Спустя десять дней десятки зажигательных бомб упали на Главное здание университета и ректорский флигель. Хладнокровно, умело и уверенно боролись с огнем бойцы команды МПВО Главного здания. Особое мужество проявили ассистенты Скрыпникова и Шилова. 25 ноября в здание университетского общежития на 5-й линии Васильевского острова попала тяжелая фугасная бомба. Под развалинами разрушенного здания оказались погребенными студенты и жильцы дома. Для спасения заживо погребенных и извлечения из-под развалин трупов сняли с занятий и направили на 5-ю линию десятки студентов. Многие из жильцов дома погибли, но многих удалось спасти. Одну студентку, заваленную обломками, удалось освободить только через двое суток. Это время ее поили и кормили через специально проделанное отверстие. Прошло еще два дня, и эта студентка успешно сдала зачет. «И это понятно! Каждый новый день в осажденном, голодающем и замерзающем Ленинграде приносил столько примеров еще более замечательной выдержки и подлинного героизма...» — пишет профессор О. Л. Вайнштейн. [Ленинградский университет. 1819—1944. М., 1945, с. 157.]

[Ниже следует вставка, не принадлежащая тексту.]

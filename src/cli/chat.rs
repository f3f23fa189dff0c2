//! `cubeai chat` — one-shot chat round-trip.

use crate::config::AppConfig;
use anyhow::{Context, Result};
use cubeai_chat::{ChatClient, StatusMonitor};
use cubeai_core::{ChatFilters, ChatMessage, SessionContext};
use cubeai_crypto::{SecureStore, SessionCipher};
use std::sync::Arc;
use tracing::{info, warn};
use uuid::Uuid;

/// Send one message and print the reply (or the degraded error message).
pub async fn run(
    message: &str,
    area: Option<String>,
    model: Option<String>,
    parameter: Option<String>,
) -> Result<()> {
    let config = AppConfig::load(AppConfig::default_path()?)?;
    let chat_config = config.chat_config();

    let session = open_session();
    let mut store = open_store(session.as_ref())?;
    let thread_id = load_or_create_thread(&mut store, session.as_ref())?;

    let mut filters = ChatFilters::new();
    if let Some(area) = area {
        filters = filters.with_area(area);
    }
    if let Some(model) = model {
        filters = filters.with_model(model);
    }
    if let Some(parameter) = parameter {
        filters = filters.with_parameter(parameter);
    }

    let monitor = Arc::new(StatusMonitor::new(
        chat_config.base_url.clone(),
        chat_config.api_key.is_some(),
    ));
    let client = ChatClient::new(chat_config)?.with_status_monitor(Arc::clone(&monitor));

    let outgoing = ChatMessage::user(message);
    info!(message_id = %outgoing.id, thread_id = %thread_id, "sending chat message");

    match client.send(message, &filters, thread_id).await {
        Ok(reply) => {
            let incoming = ChatMessage::assistant(reply.content);
            println!("{}", incoming.content);
        }
        Err(e) => {
            let retries = client.retries_in_flight();
            let incoming = ChatMessage::error(e.to_string(), retries);
            warn!(retries, "chat failed: {}", incoming.content);
            println!("{}", incoming.content);
            let status = monitor.current().await;
            if !status.connected {
                eprintln!("(service marked disconnected as of {})", status.timestamp);
            }
        }
    }

    Ok(())
}

/// Build the session context from the environment, when a session key is
/// available. The key material is owned by the context and zeroized when
/// this command finishes.
fn open_session() -> Option<SessionContext> {
    match std::env::var("CUBEAI_SESSION_KEY") {
        Ok(passphrase) if !passphrase.is_empty() => match cubeai_crypto::derive_key(&passphrase) {
            Ok(key) => Some(SessionContext::from_key(key)),
            Err(e) => {
                warn!(error = %e, "ignoring unusable session key");
                None
            }
        },
        _ => None,
    }
}

fn open_store(session: Option<&SessionContext>) -> Result<SecureStore> {
    // Without a session the store degrades to plaintext, which
    // SecureStore logs.
    let cipher = session.map(|ctx| SessionCipher::from_key(*ctx.key_bytes()));
    SecureStore::open_default(cipher).context("failed to open preference store")
}

fn load_or_create_thread(
    store: &mut SecureStore,
    session: Option<&SessionContext>,
) -> Result<Uuid> {
    if let Ok(Some(existing)) = store.get::<Uuid>("thread_id") {
        return Ok(existing);
    }
    let fresh = session.map(SessionContext::thread_id).unwrap_or_else(Uuid::new_v4);
    store
        .save("thread_id", &fresh)
        .context("failed to persist thread id")?;
    Ok(fresh)
}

7 декабря в районе университета упали три тяжелые фугасные бомбы. Перед этим на крыше исторического факультета бойцы МПВО из числа сотрудников госпиталя и студентов гасили «зажигалки», как стали называть зажигательные бомбы. Зенитные орудия, стоявшие на Стрелке Васильевского острова, открыли частый огонь, но прерывистое гудение немецких самолетов не смолкало. Затем раздался глухой удар, без взрыва. Опытное ухо ленинградцев определило — бомба замедленного действия. И сразу же один за другим — два взрыва страшной силы. Одна из бомб попала в Малую Неву, у моста Строителей и повредила набережную. Другая взорвалась в университетском Ботаническом саду. Третья бомба, бомба замедленного действия, упала у входа в университетскую столовую. И не взорвалась. Утром столовую огородили передвижными заборами, выселили жителей из окружающих столовую домов. Прибыл отряд саперов МПВО. Саперы, у которых не хватало сил, истощенные, как все ленинградцы, приступили к обезвреживанию бомбы. Работали осторожно, медленно, на жестоком морозе. В университете и в госпитале с напряжением следили за их работой. Наконец, на третий день саперы обезвредили взрыватель. Бомба стала неопасной. Все облегченно вздохнули. И вдруг раздался страшный взрыв. Оказалось, что бомба имела второй взрыватель. Многие герои-саперы погибли. Одного из них, Е. М. Куракина, спасло только своевременное переливание крови. Кровь дала Э. Л. Золотницкая. [Ленинградский университет. 1819—1944. М., 1945, с. 156—157; Грачев Ф. Ф. Записки военного врача. Л., 1970, с. 92—95.]
В ноябре-декабре 1941 года в университетские здания попали артиллерийские снаряды. Снаряды дальнобойных немецких пушек попали в здание исторического факультета и в соседний дом, но сложенные в XVIII в. толстые кирпичные стены они пробить не смогли. Только кирпичная пыль устлала тротуары и вылетели стекла, наспех замененные фанерой и картоном.
Новое бедствие обрушилось на осажденный город — начались пожары. А тушить было некому и нечем — водопровод выбыл из строя. Много дней горела «Мытня» — Мытнинский флигель общежития университета на Петроградской стороне.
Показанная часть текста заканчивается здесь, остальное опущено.